In Paper 1, shrinkage behavior of mortar mixes made with various ternary blends was studied. Ternary blends consisting of different combinations of portland or blended cement, slag cement, fly ash (Class C and F) and/or silica fume were considered: the amounts of slag cement, fly ash and silica fume ranged between 15-35%, 13-30%, and 3-10% by mass of cementitious, respectively. Mortar bars were made with the ternary blends and subjected to a drying condition (i.e., T = 73 y 3 yF and RH = 50y4%) after standard curing for 28 days. Free shrinkage of the mortar bars was measured up to 28 days. Based on the test results, a response surface analysis was done to examine the effects of blend proportions on shrinkage behavior of the mortars and a statistical model was developed for predicting the mortar shrinkage behavior. Furthermore, to validate the models, shrinkage strains of an independent group of mortar mixes were measured, and the measured values were compared with the predicted values. The results indicated that among the three supplementary cementitious materials in the ternary blends studied, slag cement showed a dominant effect on mortar shrinkage. The contribution of Class C fly ash to the mortar free shrinkage was slightly less than that of slag cement. Increasing silica fume content slightly increased free shrinkage, while an increase in Class F fly ash content slightly decreased free shrinkage of the mortar. There was a good correlation between the measured shrinkage strain and the strain predicted from the shrinkage model developed from the response surface analysis.
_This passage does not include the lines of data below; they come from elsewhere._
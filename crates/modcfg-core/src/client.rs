// ── Resource client ──
//
// Bundles the registry, the channel subscriptions and the transport, and
// hands out typed cache stores. Owns the background subscription loop and
// the cable connection, both torn down by `shutdown()`.

use std::any::Any;
use std::sync::Arc;

use dashmap::DashMap;
use dashmap::mapref::entry::Entry;
use secrecy::SecretString;
use tokio::sync::{Mutex, broadcast};
use tokio::task::JoinHandle;
use tokio_util::sync::CancellationToken;
use tracing::{debug, info};
use url::Url;

use modcfg_api::{ApiClient, ChannelEvent, ChannelHandle};

use crate::config::ClientConfig;
use crate::error::CoreError;
use crate::model::{
    GROUP_RESOURCE_CHANNEL, GROUP_RESOURCE_PARAM, MODULE_CONFIG_TYPE,
    MODULE_CONFIGS_GROUP_RESOURCE, ModuleConfig, module_config_descriptor,
};
use crate::registry::{ResourceDescriptor, ResourceRegistry};
use crate::resource::Payload;
use crate::store::{CacheStore, Normalizer};
use crate::subscription::{Subscriptions, SubscriptionBinding};
use crate::transport::Transport;

/// Entry point for consumers.
///
/// Cheaply cloneable via `Arc<ClientInner>`.
#[derive(Clone)]
pub struct ResourceClient {
    inner: Arc<ClientInner>,
}

struct ClientInner {
    registry: ResourceRegistry,
    subscriptions: Arc<Subscriptions>,
    transport: Arc<dyn Transport>,
    /// One `CacheStore<T>` per resource type, type-erased.
    stores: DashMap<String, Arc<dyn Any + Send + Sync>>,
    cancel: CancellationToken,
    channel: Mutex<Option<ChannelHandle>>,
    task_handles: Mutex<Vec<JoinHandle<()>>>,
}

impl ResourceClient {
    /// Build a client talking REST through an [`ApiClient`].
    pub fn new(config: &ClientConfig) -> Result<Self, CoreError> {
        let api = ApiClient::new(
            config.api_url.as_str(),
            config.token.clone(),
            &config.transport(),
        )?;
        Ok(Self::with_transport(Arc::new(api)))
    }

    /// Build a client over any transport.
    pub fn with_transport(transport: Arc<dyn Transport>) -> Self {
        Self {
            inner: Arc::new(ClientInner {
                registry: ResourceRegistry::new(),
                subscriptions: Arc::new(Subscriptions::new()),
                transport,
                stores: DashMap::new(),
                cancel: CancellationToken::new(),
                channel: Mutex::new(None),
                task_handles: Mutex::new(Vec::new()),
            }),
        }
    }

    pub fn registry(&self) -> &ResourceRegistry {
        &self.inner.registry
    }

    pub fn subscriptions(&self) -> &Arc<Subscriptions> {
        &self.inner.subscriptions
    }

    pub fn register(&self, descriptor: ResourceDescriptor) -> Result<Arc<ResourceDescriptor>, CoreError> {
        self.inner.registry.register(descriptor)
    }

    // ── Typed stores ─────────────────────────────────────────────────

    /// The cache store for a registered resource type.
    ///
    /// Repeated calls return handles to the same store.
    pub fn cache<T: Payload>(&self, resource_type: &str) -> Result<CacheStore<T>, CoreError> {
        self.cache_with(resource_type, std::convert::identity)
    }

    /// Like [`cache`](Self::cache); `normalize` applies only if this call
    /// creates the store.
    pub fn cache_with<T: Payload>(
        &self,
        resource_type: &str,
        normalize: Normalizer<T>,
    ) -> Result<CacheStore<T>, CoreError> {
        let descriptor = self.inner.registry.get(resource_type)?;

        let erased = match self.inner.stores.entry(resource_type.to_owned()) {
            Entry::Occupied(slot) => Arc::clone(slot.get()),
            Entry::Vacant(slot) => {
                let store = CacheStore::with_normalizer(
                    descriptor,
                    Arc::clone(&self.inner.transport),
                    normalize,
                );
                debug!(resource_type, "cache store created");
                let erased: Arc<dyn Any + Send + Sync> = Arc::new(store);
                slot.insert(Arc::clone(&erased));
                erased
            }
        };

        erased
            .downcast_ref::<CacheStore<T>>()
            .cloned()
            .ok_or_else(|| {
                CoreError::configuration(format!(
                    "cache store for '{resource_type}' holds a different payload type"
                ))
            })
    }

    // ── Channel lifecycle ────────────────────────────────────────────

    /// Drive the subscriptions from an existing event receiver.
    pub async fn spawn_channel(&self, events: broadcast::Receiver<Arc<ChannelEvent>>) {
        let subscriptions = Arc::clone(&self.inner.subscriptions);
        let cancel = self.inner.cancel.child_token();
        let handle = tokio::spawn(subscriptions.run(events, cancel));
        self.inner.task_handles.lock().await.push(handle);
    }

    /// Open the cable connection for every bound channel and start dispatching.
    pub async fn connect_channel(&self, url: Url, token: Option<SecretString>) -> Result<(), CoreError> {
        let identifiers = self.inner.subscriptions.identifiers();
        if identifiers.is_empty() {
            return Err(CoreError::configuration(
                "no channel bindings registered, nothing to subscribe to",
            ));
        }

        info!(url = %url, channels = identifiers.len(), "connecting channel subscriptions");
        let handle =
            ChannelHandle::connect(url, identifiers, self.inner.cancel.child_token(), token).await?;
        let events = handle.subscribe();
        *self.inner.channel.lock().await = Some(handle);
        self.spawn_channel(events).await;
        Ok(())
    }

    /// Wait until the cable connection opened by
    /// [`connect_channel`](Self::connect_channel) stops.
    pub async fn channel_closed(&self) -> Result<(), CoreError> {
        let closed = match self.inner.channel.lock().await.as_ref() {
            Some(handle) => handle.closed(),
            None => return Err(CoreError::configuration("no channel connection is open")),
        };
        closed.await?;
        Ok(())
    }

    /// Stop the channel connection and every background task.
    pub async fn shutdown(&self) {
        self.inner.cancel.cancel();

        if let Some(handle) = self.inner.channel.lock().await.take() {
            handle.shutdown();
        }

        let mut handles = self.inner.task_handles.lock().await;
        for handle in handles.drain(..) {
            let _ = handle.await;
        }
        debug!("resource client shut down");
    }
}

/// Register the deckhouse module config type, its channel binding, and
/// return its cache store.
///
/// `normalize` is applied to every hydrated record; pass
/// [`ModuleConfig::default_release`] to always see a `release` block.
pub fn bootstrap_module_configs(
    client: &ResourceClient,
    module: &str,
    normalize: Option<Normalizer<ModuleConfig>>,
) -> Result<CacheStore<ModuleConfig>, CoreError> {
    client.register(module_config_descriptor(module)?)?;
    let store = client.cache_with::<ModuleConfig>(
        MODULE_CONFIG_TYPE,
        normalize.unwrap_or(std::convert::identity),
    )?;

    client.subscriptions().subscribe(
        SubscriptionBinding::new(GROUP_RESOURCE_CHANNEL, Arc::new(store.clone()))
            .with_filter(GROUP_RESOURCE_PARAM, MODULE_CONFIGS_GROUP_RESOURCE),
    )?;
    Ok(store)
}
The work discussed in Paper 2 investigated the drying shrinkage behavior of ternary blend concretes that were used in transportation structures. Factors affecting drying shrinkage behavior of ternary blend concretes were studied. Five concrete mixes, used for either pavement or bridge deck construction, were tested for both restrained and unrestrained shrinkages. The effects of blend materials and mix proportion on the concrete shrinkages were assessed. The results indicated that shrinkage strain rate linearly increased with clay content of fine aggregate, cementitious material content, paste-to-void ratio (by volume), and dosage of water reducer of the concrete mixes.
The study demonstrates that the supplementary cementitious materials (SCMs) can be used to develop a statistical model in order to quantitatively predict drying shrinkage strain. The study gives a better understanding on how SCMs affect mortar and concrete drying shrinkage behavior. Both free and restrained shrinkage methodologies provide efficient analyses on interacted drying shrinkage influence factors. The cracking potential derived from restrained ring shrinkage test can be used to predict drying shrinkage cracking potential of ternary blend concrete mixtures.